La massima diplomatica dell’Unione Europea, Kaja Kallas, è alla guida dei colleghi burocrati globalisti in difesa del servizio diplomatico del Servizio Europeo per l’Azione Esterna (SEAE) del blocco, tra le richieste di funzionari francesi e tedeschi per la sua abolizione.
Il SEAE, istituito nel 2011 e guidato da Kallas, funge da ramo diplomatico dell’UE. La sua efficienza nel gestire gli affari diplomatici del blocco – o la sua mancanza – è stata oggetto di ripetuti interrogativi e dibattiti negli anni successivi, in particolare in tempi più recenti dopo l’invasione russa dell’Ucraina, i conflitti in Medio Oriente e altri sviluppi diplomatici internazionali.
Entrambi Reuters E Il Financial Times ha riferito giovedì che crescenti appelli e proposte da parte dei membri dell’UE sollecitano una revisione radicale del servizio diplomatico in difficoltà – o il suo completo smantellamento, qualora fosse necessario.
Politico rapporti che ha anche ottenuto una copia del documento interno francese, con un anonimo diplomatico dell’UE che ha sottolineato al quotidiano che il documento non era stato approvato dal ministro degli Esteri francese e non riflette una posizione ufficiale francese.
Reuters, citando un documento interno francese visto dal quotidiano, ha spiegato che il documento riflette il punto di vista dei funzionari dell’UE che ritengono che l’Unione europea sia stata “troppo lenta” e “sconnessa” nel trattare con la diplomazia – indicando una “disfunzione” istituzionale tra il SEAE guidato da Kallas e la Commissione europea, guidata da Ursula von der Leyen.

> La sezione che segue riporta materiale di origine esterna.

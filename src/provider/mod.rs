// Aglogen Assistant — LLM provider abstraction

pub mod anthropic;
pub mod factory;
pub mod openai;

pub use anthropic::AnthropicProvider;
pub use factory::ProviderFactory;
pub use openai::OpenAICompatibleProvider;

use async_trait::async_trait;
use reqwest::Client;
use serde::{Deserialize, Serialize};
use serde_json::{json, Map, Value};
use std::time::Duration;

// ---------------------------------------------------------------------------
// Core types
// ---------------------------------------------------------------------------

#[derive(Debug, Clone, PartialEq, Serialize, Deserialize)]
pub struct ChatMessage {
    pub role: String,
    #[serde(default)]
    pub content: String,
    #[serde(default, skip_serializing_if = "Option::is_none")]
    pub tool_calls: Option<Vec<ToolCall>>,
    #[serde(default, skip_serializing_if = "Option::is_none")]
    pub tool_call_id: Option<String>,
}

impl ChatMessage {
    fn with_role(role: &str, content: impl Into<String>) -> Self {
        Self {
            role: role.into(),
            content: content.into(),
            tool_calls: None,
            tool_call_id: None,
        }
    }

    pub fn system(content: impl Into<String>) -> Self {
        Self::with_role("system", content)
    }

    pub fn user(content: impl Into<String>) -> Self {
        Self::with_role("user", content)
    }

    pub fn assistant(content: impl Into<String>) -> Self {
        Self::with_role("assistant", content)
    }

    pub fn assistant_with_tool_calls(content: impl Into<String>, tool_calls: Vec<ToolCall>) -> Self {
        Self {
            tool_calls: if tool_calls.is_empty() { None } else { Some(tool_calls) },
            ..Self::with_role("assistant", content)
        }
    }

    pub fn tool_result(tool_call_id: impl Into<String>, content: impl Into<String>) -> Self {
        Self {
            tool_call_id: Some(tool_call_id.into()),
            ..Self::with_role("tool", content)
        }
    }
}

/// A tool invocation requested by the model, arguments already decoded.
#[derive(Debug, Clone, PartialEq, Serialize, Deserialize)]
pub struct ToolCall {
    pub id: String,
    pub name: String,
    #[serde(default)]
    pub arguments: Map<String, Value>,
}

#[derive(Debug, Clone, Copy, PartialEq, Eq, Serialize, Deserialize)]
#[serde(rename_all = "snake_case")]
pub enum StopReason {
    EndTurn,
    ToolUse,
    MaxTokens,
    Error,
}

#[derive(Debug, Clone, Copy, Default, PartialEq, Eq, Serialize, Deserialize)]
pub struct TokenUsage {
    pub input_tokens: u64,
    pub output_tokens: u64,
}

impl TokenUsage {
    pub fn total_tokens(&self) -> u64 {
        self.input_tokens + self.output_tokens
    }
}

/// Provider-neutral completion result.
#[derive(Debug, Clone, PartialEq, Serialize, Deserialize)]
pub struct AIResponse {
    pub content: Option<String>,
    #[serde(default)]
    pub tool_calls: Vec<ToolCall>,
    pub stop_reason: StopReason,
    #[serde(default)]
    pub usage: TokenUsage,
    #[serde(default)]
    pub model: String,
    #[serde(default)]
    pub provider: String,
}

impl AIResponse {
    pub fn has_tool_calls(&self) -> bool {
        !self.tool_calls.is_empty()
    }

    pub fn text(&self) -> &str {
        self.content.as_deref().unwrap_or("")
    }

    /// The response returned when the API call itself failed.
    pub fn api_error(provider: &str, model: &str, err: &anyhow::Error) -> Self {
        tracing::error!(provider = %provider, error = %err, "LLM API error");
        Self {
            content: Some(format!("API Error: {}", err)),
            tool_calls: Vec::new(),
            stop_reason: StopReason::Error,
            usage: TokenUsage::default(),
            model: model.to_string(),
            provider: provider.to_string(),
        }
    }
}

#[derive(Debug, Clone, PartialEq)]
pub struct CompletionOptions {
    pub max_tokens: u32,
    pub temperature: f64,
    pub system_prompt: Option<String>,
}

impl Default for CompletionOptions {
    fn default() -> Self {
        Self {
            max_tokens: 4096,
            temperature: 0.7,
            system_prompt: None,
        }
    }
}

// ---------------------------------------------------------------------------
// Provider trait
// ---------------------------------------------------------------------------

/// One implementation per backend. Failed API calls come back as an
/// `AIResponse` with `StopReason::Error`, never as an `Err`.
#[async_trait]
pub trait AIProvider: Send + Sync {
    fn provider_name(&self) -> &str;

    fn model_name(&self) -> &str;

    async fn complete(&self, messages: &[ChatMessage], options: &CompletionOptions) -> AIResponse;

    /// `tools` are neutral definitions: `{name, description, parameters}`
    /// (an `input_schema` key is accepted in place of `parameters`).
    async fn complete_with_tools(
        &self,
        messages: &[ChatMessage],
        tools: &[Value],
        options: &CompletionOptions,
    ) -> AIResponse;

    fn model_info(&self) -> Value {
        json!({"provider": self.provider_name(), "model": self.model_name()})
    }
}

pub(crate) fn tool_schema(tool: &Value) -> Value {
    tool.get("parameters")
        .or_else(|| tool.get("input_schema"))
        .cloned()
        .unwrap_or_else(|| json!({}))
}

pub(crate) fn tool_field<'a>(tool: &'a Value, key: &str) -> &'a str {
    tool.get(key).and_then(Value::as_str).unwrap_or("")
}

// ---------------------------------------------------------------------------
// HTTP plumbing shared by the adapters
// ---------------------------------------------------------------------------

#[derive(Debug, Clone, Copy)]
pub struct RetryPolicy {
    pub max_retries: usize,
    pub retry_delay_ms: u64,
}

impl Default for RetryPolicy {
    fn default() -> Self {
        Self {
            max_retries: 3,
            retry_delay_ms: 1000,
        }
    }
}

pub(crate) fn http_client() -> anyhow::Result<Client> {
    Ok(Client::builder()
        .timeout(Duration::from_secs(120))
        .connect_timeout(Duration::from_secs(30))
        .build()?)
}

/// POST `body` as JSON and return the response text. 429 and 5xx responses
/// and network errors are retried per `policy`; other failures are returned
/// at once.
pub(crate) async fn post_json(
    client: &Client,
    url: &str,
    headers: &[(&str, String)],
    body: &Value,
    policy: RetryPolicy,
) -> anyhow::Result<String> {
    let mut last_error = None;
    for attempt in 0..=policy.max_retries {
        if attempt > 0 {
            tracing::info!(attempt = attempt, "Retrying API request after {}ms delay", policy.retry_delay_ms);
            tokio::time::sleep(Duration::from_millis(policy.retry_delay_ms)).await;
        }

        tracing::debug!(url = %url, attempt = attempt, "Sending API request");
        let mut request = client.post(url).header("Content-Type", "application/json");
        for (name, value) in headers {
            request = request.header(*name, value);
        }

        match request.json(body).send().await {
            Ok(response) => {
                let status = response.status();
                if status.is_success() {
                    let text = response.text().await?;
                    tracing::debug!(status = %status, body_len = text.len(), "API response received");
                    return Ok(text);
                }

                let is_transient = status.is_server_error() || status.as_u16() == 429;
                let text = response
                    .text()
                    .await
                    .unwrap_or_else(|_| "could not read body".to_string());
                if is_transient && attempt < policy.max_retries {
                    tracing::warn!(status = %status, attempt = attempt, "Transient API error: {}", text);
                    last_error = Some(anyhow::anyhow!("API error ({}): {}", status, text));
                    continue;
                }
                anyhow::bail!("API error ({}): {}", status, text);
            }
            Err(e) if attempt < policy.max_retries => {
                tracing::warn!(error = %e, attempt = attempt, "Network error during API request");
                last_error = Some(anyhow::Error::from(e));
            }
            Err(e) => return Err(anyhow::Error::from(e)),
        }
    }

    Err(last_error.unwrap_or_else(|| anyhow::anyhow!("API request failed after {} attempts", policy.max_retries + 1)))
}

/// Surface an `{"error": {"message": ..}}` payload as an error.
pub(crate) fn check_api_error(v: &Value) -> anyhow::Result<()> {
    if let Some(err) = v.get("error").filter(|e| !e.is_null()) {
        let msg = err
            .get("message")
            .and_then(Value::as_str)
            .unwrap_or("unknown error");
        anyhow::bail!("API error: {}", msg);
    }
    Ok(())
}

Kallas, in risposta, ha difeso il SEAE interrogato da lei guidato giovedì attraverso un’e-mail interna vista da Euronews E Euractiv,
“Il rapporto tra il SEAE, la Commissione e gli Stati membri è stato discusso sin dalla creazione del servizio. Date le sfide geopolitiche senza precedenti che affrontiamo, è naturale che queste discussioni attirino rinnovata attenzione e assumano maggiore intensità”, ha scritto Kallas nell’e-mail, per Euronews.
“È importante ricordare che i ruoli e le responsabilità delle istituzioni dell’UE sono chiaramente definiti nei trattati. Tale quadro rimane invariato”, ha sottolineato, secondo quanto riferito. Euractiv.
“Avete già visto che il mio impegno è per un SEAE forte che preveda una politica estera e di sicurezza europea più forte”, ha aggiunto Kallas. “Vedo i miei colleghi tra i ministri che vogliono lo stesso”.
Secondo Reuters, il documento interno a guida francese delinea tre possibili percorsi per il futuro del SEAE.
La prima proposta prevede che la Commissione europea controlli tutta la politica estera dell’UE, diluendo il controllo di Kallas sulle delegazioni della rete diplomatica internazionale del SEAE e rafforzando al contempo von der Leyen. Una seconda proposta delineata, secondo quanto riferito, richiede lo spostamento delle funzioni del servizio diplomatico al Consiglio dell’UE, consentendo agli Stati membri di assumere un ruolo più operativo negli affari esteri.
Una terza opzione prevede invece di rafforzare il ruolo di Kallas concedendole il ruolo di “primo vicepresidente esecutivo”, conferendole un maggiore controllo su aree chiave della politica estera dell’UE come il commercio.
“Il rapporto tra le istituzioni dell’UE è sempre stato dibattuto, e continuerà ad essere dibattuto, come dovrebbe. Ma alcune persone non dovrebbero anticiparsi: qualsiasi grande riforma istituzionale richiederebbe modifiche ai trattati dell’UE, che attualmente non sono presi seriamente in considerazione”, ha detto un anonimo funzionario dell’UE. Euronews.
Lo ha detto invece un anonimo portavoce del ministero degli Esteri tedesco Euractiv che in un mondo “pieno di crisi, abbiamo bisogno di un’UE forte e di una politica estera europea efficace e capace”.
“Fin dall’istituzione del SEAE, abbiamo lavorato per migliorare i processi decisionali e per porre la nostra politica estera e di sicurezza comune su basi sempre più solide”, ha affermato il portavoce.
Per Euronewsil SEAE sta lavorando per presentare le proprie opzioni, con una prima discussione a livello ministeriale sulla questione prevista per settembre durante la prossima riunione informale del Consiglio Affari Esteri in Irlanda.